Locals among cornerbacks who can help Raiders early in NFL Draft

The Raiders have an opening in their secondary.

Finding a slot cornerback is a top priority with DJ Hayden now in Detroit. TJ Carrie is an option there, but the Raiders could add a young, versatile talent capable of taking a more prominent role down the line.

That’s true despite the fact Sean Smith signed a free-agent deal through 2019 last year and David Amerson received a contract extension through the 2020 season. Those contracts, however, become pay-as-you-go deals after this season.

The dead money goes away, freeing the Raiders to look for long-term upgrades if they see fit.

Head coach Jack Del Rio loves creating competition and depth, especially at such an important position in today’s NFL. The Raiders like larger, physical cornerbacks with ball skills, and there are plenty in this year’s draft.

Many analysts have the Raiders taking a cornerback at No. 24 overall, and that’s a realistic possibility. They could certainly look to help last year’s No. 24-ranked secondary in the early rounds.

Let’s take a look at some top options available in this week’s draft:

Good fits:There are quite a few quality cornerbacks who could be available at No. 24 overall, even if there’s an early run on the position.

Oakland native and Washington alum Kevin King visited the Raiders during the pre-draft process, and certainly fits what the Raiders like in a cornerback. He’s confident and aggressive, unafraid to use great physical traits to make plays on the ball.
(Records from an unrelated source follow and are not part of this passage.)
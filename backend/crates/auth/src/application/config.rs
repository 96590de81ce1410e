//! Application Configuration
//!
//! Explicit, validated configuration for sign-in and sessions. Built once
//! at startup and threaded into the services that need it.

use std::fmt;
use std::time::Duration;

use thiserror::Error;
use url::Url;

/// Re-export SameSite from platform
pub use platform::cookie::SameSite;

/// NextAuth default session max age (30 days)
pub const DEFAULT_SESSION_MAX_AGE: Duration = Duration::from_secs(30 * 24 * 3600);

/// Upper bound for a configured session max age (10 years)
pub const MAX_SESSION_MAX_AGE: Duration = Duration::from_secs(10 * 365 * 24 * 3600);

/// Length the symmetric encryption key must have
pub const ENCRYPTION_KEY_LENGTH: usize = platform::crypto::KEY_LENGTH;

pub const ENV_BASE_URL: &str = "NEXTAUTH_URL";
pub const ENV_JWT_SECRET: &str = "JWT_SECRET";
pub const ENV_ENCRYPTION_KEY: &str = "CALENDSO_ENCRYPTION_KEY";
pub const ENV_COOKIE_DOMAIN: &str = "NEXTAUTH_COOKIE_DOMAIN";

/// Configuration errors (startup only)
#[derive(Debug, Clone, PartialEq, Eq, Error)]
pub enum ConfigError {
    #[error("Missing required environment variable {0}")]
    Missing(&'static str),

    #[error("Invalid base URL: {0}")]
    InvalidBaseUrl(String),

    #[error("JWT secret must not be empty")]
    EmptyJwtSecret,

    #[error("Session max age must be between 1 second and {max} seconds, got {actual}")]
    InvalidSessionMaxAge { actual: u64, max: u64 },
}

/// Front-end pages the auth flow redirects to
#[derive(Debug, Clone, PartialEq, Eq)]
pub struct AuthPages {
    pub sign_in: String,
    pub sign_out: String,
    pub error: String,
}

impl Default for AuthPages {
    fn default() -> Self {
        Self {
            sign_in: "/auth/login".to_string(),
            sign_out: "/auth/logout".to_string(),
            error: "/auth/error".to_string(),
        }
    }
}

impl AuthPages {
    /// Error page URL carrying a rejection code
    pub fn error_url(&self, code: &str) -> String {
        format!("{}?error={}", self.error, code)
    }
}

/// Auth application configuration
#[derive(Clone)]
pub struct AuthConfig {
    /// Public base URL of the app (decides secure cookies and cookie domain)
    base_url: Url,
    /// HS256 signing secret for session tokens
    jwt_secret: String,
    /// Key for 2FA secrets at rest; only 2FA sign-ins fail without it
    encryption_key: Option<String>,
    /// Overrides the cookie domain derived from `base_url`
    cookie_domain: Option<String>,
    /// Within `1s..=MAX_SESSION_MAX_AGE`
    session_max_age: Duration,
    pub pages: AuthPages,
    /// Credentials provider display name
    pub provider_name: String,
}

impl AuthConfig {
    pub fn new(base_url: &str, jwt_secret: impl Into<String>) -> Result<Self, ConfigError> {
        let base_url =
            Url::parse(base_url).map_err(|e| ConfigError::InvalidBaseUrl(e.to_string()))?;
        if base_url.host_str().is_none() {
            return Err(ConfigError::InvalidBaseUrl(format!(
                "{base_url} has no host"
            )));
        }

        let jwt_secret = jwt_secret.into();
        if jwt_secret.is_empty() {
            return Err(ConfigError::EmptyJwtSecret);
        }

        Ok(Self {
            base_url,
            jwt_secret,
            encryption_key: None,
            cookie_domain: None,
            session_max_age: DEFAULT_SESSION_MAX_AGE,
            pages: AuthPages::default(),
            provider_name: "Cal.com".to_string(),
        })
    }

    pub fn with_encryption_key(mut self, key: impl Into<String>) -> Self {
        self.encryption_key = Some(key.into());
        self
    }

    pub fn with_cookie_domain(mut self, domain: impl Into<String>) -> Self {
        self.cookie_domain = Some(domain.into());
        self
    }

    pub fn with_session_max_age(mut self, max_age: Duration) -> Result<Self, ConfigError> {
        if max_age.as_secs() == 0 || max_age > MAX_SESSION_MAX_AGE {
            return Err(ConfigError::InvalidSessionMaxAge {
                actual: max_age.as_secs(),
                max: MAX_SESSION_MAX_AGE.as_secs(),
            });
        }
        self.session_max_age = max_age;
        Ok(self)
    }

    /// Read configuration from the process environment
    pub fn from_env() -> Result<Self, ConfigError> {
        Self::from_lookup(|name| std::env::var(name).ok())
    }

    /// Read configuration through `lookup`; empty values count as unset
    pub fn from_lookup<F>(lookup: F) -> Result<Self, ConfigError>
    where
        F: Fn(&str) -> Option<String>,
    {
        let get = |name: &str| lookup(name).filter(|value| !value.trim().is_empty());

        let base_url = get(ENV_BASE_URL).ok_or(ConfigError::Missing(ENV_BASE_URL))?;
        let jwt_secret = get(ENV_JWT_SECRET).ok_or(ConfigError::Missing(ENV_JWT_SECRET))?;
        let mut config = Self::new(&base_url, jwt_secret)?;

        match get(ENV_ENCRYPTION_KEY) {
            Some(key) => {
                if key.chars().count() != ENCRYPTION_KEY_LENGTH {
                    tracing::warn!(
                        expected = ENCRYPTION_KEY_LENGTH,
                        actual = key.chars().count(),
                        "Encryption key has unexpected length, 2FA sign-ins will fail"
                    );
                }
                config.encryption_key = Some(key);
            }
            None => {
                tracing::warn!("{ENV_ENCRYPTION_KEY} is not set, 2FA sign-ins will fail");
            }
        }

        config.cookie_domain = get(ENV_COOKIE_DOMAIN);
        Ok(config)
    }

    /// Local development over plain HTTP, with fixed throwaway secrets
    pub fn development() -> Result<Self, ConfigError> {
        Ok(Self::new("http://localhost:3000", "development-only-jwt-secret")?
            .with_encryption_key("development-only-encryption-key!"))
    }

    pub fn base_url(&self) -> &Url {
        &self.base_url
    }

    pub fn jwt_secret(&self) -> &str {
        &self.jwt_secret
    }

    pub fn encryption_key(&self) -> Option<&str> {
        self.encryption_key.as_deref()
    }

    pub fn session_max_age(&self) -> Duration {
        self.session_max_age
    }

    /// Session max age in whole seconds, for cookies and token expiry
    pub fn session_max_age_secs(&self) -> i64 {
        i64::try_from(self.session_max_age.as_secs()).unwrap_or(i64::MAX)
    }

    /// Secure cookies iff the app is served over https
    pub fn use_secure_cookies(&self) -> bool {
        self.base_url.scheme() == "https"
    }

    pub fn host_name(&self) -> Option<&str> {
        self.base_url.host_str()
    }

    /// Explicit override, else the base URL host
    pub fn cookie_domain(&self) -> Option<&str> {
        self.cookie_domain.as_deref().or_else(|| self.host_name())
    }
}

impl fmt::Debug for AuthConfig {
    fn fmt(&self, f: &mut fmt::Formatter<'_>) -> fmt::Result {
        f.debug_struct("AuthConfig")
            .field("base_url", &self.base_url.as_str())
            .field("jwt_secret", &"[REDACTED]")
            .field("encryption_key", &self.encryption_key.as_ref().map(|_| "[REDACTED]"))
            .field("cookie_domain", &self.cookie_domain)
            .field("session_max_age", &self.session_max_age)
            .field("pages", &self.pages)
            .field("provider_name", &self.provider_name)
            .finish()
    }
}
He’s tall and long and isn’t afraid to tackle.

USC’s Adoree Jackson has the quality ball skills the Raiders like, and is adept high-pointing the ball. Analysts say he can play several coverage techniques and has the agility to make up for mistakes. He can work in the slot, but at 5-foot-10 isn’t as tall as the Raiders like. They’d have to take him in the first round. He may not last beyond that.
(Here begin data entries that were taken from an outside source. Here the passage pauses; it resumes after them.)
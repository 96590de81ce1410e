//! Event Template Entity
//!
//! A preconfigured bookable meeting definition shown in the booking UI
//! before the user has created event types of their own.

use serde::Serialize;

/// How far into the future a template can be booked
#[derive(Debug, Clone, Copy, PartialEq, Eq, Default, Serialize)]
#[serde(rename_all = "SCREAMING_SNAKE_CASE")]
pub enum PeriodPolicy {
    #[default]
    Unlimited,
    /// Bookable for a rolling number of days from today
    Rolling,
    /// Bookable within a fixed date range
    Range,
}

/// How hosts share a booking
#[derive(Debug, Clone, Copy, PartialEq, Eq, Default, Serialize)]
#[serde(rename_all = "SCREAMING_SNAKE_CASE")]
pub enum SchedulingType {
    RoundRobin,
    #[default]
    Collective,
}

/// Booking constraints attached to a template
#[derive(Debug, Clone, PartialEq, Eq, Serialize)]
#[serde(rename_all = "camelCase")]
pub struct BookingPolicy {
    pub minimum_notice_minutes: u32,
    pub period: PeriodPolicy,
    pub period_days: Option<u32>,
    pub period_count_calendar_days: Option<bool>,
    pub buffer_before_minutes: u32,
    pub buffer_after_minutes: u32,
    pub slot_interval_minutes: Option<u32>,
    pub price_minor_units: u64,
    /// ISO 4217 code, lowercase
    pub currency_code: String,
}

impl Default for BookingPolicy {
    fn default() -> Self {
        Self {
            minimum_notice_minutes: 120,
            period: PeriodPolicy::Unlimited,
            period_days: None,
            period_count_calendar_days: None,
            buffer_before_minutes: 0,
            buffer_after_minutes: 0,
            slot_interval_minutes: None,
            price_minor_units: 0,
            currency_code: "usd".to_string(),
        }
    }
}

/// Host shown on a template
#[derive(Debug, Clone, PartialEq, Eq, Serialize)]
#[serde(rename_all = "camelCase")]
pub struct HostRef {
    pub display_name: Option<String>,
    pub username: Option<String>,
    pub time_zone: Option<String>,
    pub hide_branding: bool,
}

impl HostRef {
    /// Anonymous placeholder host used by the defaults
    pub fn placeholder() -> Self {
        Self {
            display_name: None,
            username: None,
            time_zone: None,
            hide_branding: true,
        }
    }
}

/// Bookable event template
#[derive(Debug, Clone, PartialEq, Eq, Serialize)]
#[serde(rename_all = "camelCase")]
pub struct EventTemplate {
    pub id: u32,
    pub duration_minutes: u32,
    pub slug: String,
    pub title: String,
    pub description: String,
    pub hidden: bool,
    pub time_zone: Option<String>,
    pub scheduling_type: SchedulingType,
    pub booking_policy: BookingPolicy,
    pub hosts: Vec<HostRef>,
    pub metadata: serde_json::Map<String, serde_json::Value>,
}

impl EventTemplate {
    /// Default template of the given length, titled and slugged `"<n>min"`
    pub fn of_minutes(duration_minutes: u32) -> Self {
        debug_assert!(duration_minutes > 0);
        let slug = format!("{}min", duration_minutes);

        Self {
            id: 0,
            duration_minutes,
            title: slug.clone(),
            slug,
            description: String::new(),
            hidden: false,
            time_zone: None,
            scheduling_type: SchedulingType::default(),
            booking_policy: BookingPolicy::default(),
            hosts: vec![HostRef::placeholder()],
            metadata: serde_json::Map::new(),
        }
    }
}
San Jose native and Colorado product Chidobe Awuzie is another interesting local defensive back ready to turn pro. He can play outside or in the slot, and analysts say he has excellent one-on-one coverage skills but needs tackling work. He was a solid slot blitzer at Colorado, and could fill an immediate need crucial against so many three and four receiver sets.

Louisiana State’s Tre’Davious White has experience playing the slot, and could help right away there before transferring outside if asked. He can cover extremely well, though analysts say he isn’t much of a tackler. He might be a tweener as far as the Raiders are concerned, not worthy of the No. 24 pick but long gone before the Raiders pick in the second round.

Central Florida’s Shaquill Griffin visited the Raiders this spring, and rightfully so. A willing run defender with good ball skills and tackling ability who could be available in the third round should intrigue them.